First Sunday in Lent/ 1 March 2020

And so we find Jesus in the wilderness of Judea, sent there, thrown there by the Spirit. Not for a vacation or a spiritual retreat. Jesus was sent to the wilderness to be tempted by the devil. Sent there by God to test his mettle, for him to struggle, to suffer, suffer through the struggle of being confronted by an alien force sent to test him. The Greek refers to the devil as diabolos (from which we get “diabolical”), but it doesn’t mean a guy in a red suit, pointy tail, and pitchfork.  The word means to “casts through,” to cut through, a force that tries to split you.  The Spirit led him to the wilderness for a test.  Jesus prepared for the fight by fasting for forty days and nights.

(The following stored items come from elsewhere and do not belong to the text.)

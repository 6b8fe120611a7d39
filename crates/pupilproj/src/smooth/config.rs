use serde::{Deserialize, Serialize};

use crate::error::{config_err, Result};
use crate::inverse::InverseConfig;
use crate::project::RayTraceTables;

/// Temporal smoothing settings for the pupil radius.
#[derive(Debug, Clone, Copy, PartialEq, Serialize, Deserialize)]
#[serde(default)]
pub struct SmoothConfig {
    /// Decay constant of the exponential temporal weights (frames).
    pub decay_tau: f64,
    /// Exponent applied to a frame's radius SD to form its likelihood SD.
    pub likelihood_exponent: f64,
    /// Frames whose perimeter fit RMSE exceeds this are treated as
    /// uninformative.
    pub bad_frame_rmse_threshold: f64,
    /// Pose solver used for the pinned-radius refit.
    pub inverse: InverseConfig,
    pub ray_trace: Option<RayTraceTables>,
}

impl Default for SmoothConfig {
    fn default() -> Self {
        Self {
            decay_tau: 3.0,
            likelihood_exponent: 1.0,
            bad_frame_rmse_threshold: 2.0,
            inverse: InverseConfig::default(),
            ray_trace: None,
        }
    }
}

impl SmoothConfig {
    pub fn validate(&self) -> Result<()> {
        if !(self.decay_tau.is_finite() && self.decay_tau > 0.0) {
            return Err(config_err(format!(
                "decay_tau must be positive and finite, got {}",
                self.decay_tau
            )));
        }
        if !(self.likelihood_exponent.is_finite() && self.likelihood_exponent > 0.0) {
            return Err(config_err("likelihood_exponent must be positive and finite"));
        }
        if self.bad_frame_rmse_threshold.is_nan() || self.bad_frame_rmse_threshold < 0.0 {
            return Err(config_err("bad_frame_rmse_threshold must be non-negative"));
        }
        self.inverse.validate()?;
        if let Some(t) = &self.ray_trace {
            t.validate()?;
        }
        Ok(())
    }

    /// Neighbors on each side that inform a frame's prior.
    pub fn window_half_width(&self) -> usize {
        ((10.0 * self.decay_tau).ceil() as usize).max(10)
    }

    pub(super) fn is_bad(&self, fit_rmse: f64) -> bool {
        !(fit_rmse <= self.bad_frame_rmse_threshold)
    }
}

By that time he was famished. And that’s the time when diabolos appears.

“If you are the Son of God…” “If…” Diabolos reaches for his doubt, his weakness. He’s trying to put a wedge between who Jesus knows himself to be and whatever self-doubts he might have had, and he tries to entice Jesus to use his powers to reach for what he wants at that moment (namely, bread).  Jesus resists, “It is written, ‘One does not live by bread alone, but by every word that comes from the mouth of God,’” citing Deuteronomy 8:3. In the second temptation, diabolos shows his cunning; even he can quote scripture. He cites psalm 91:11-12 for Jesus, “He will command his angels concerning you,” and “On their hands they will bear you up so that you will not dash your foot against a stone.” And Jesus says, “Again it is written, “Do not put the Lord your God to the test,” citing Deuteronomy (6:10). And finally, one more contest, showing Jesus all the kingdoms of the world and their splendor. But Jesus doesn’t want all that, “For it is written, “Worship the Lord your God, and serve only him,” again from Deuteronomy (6:13).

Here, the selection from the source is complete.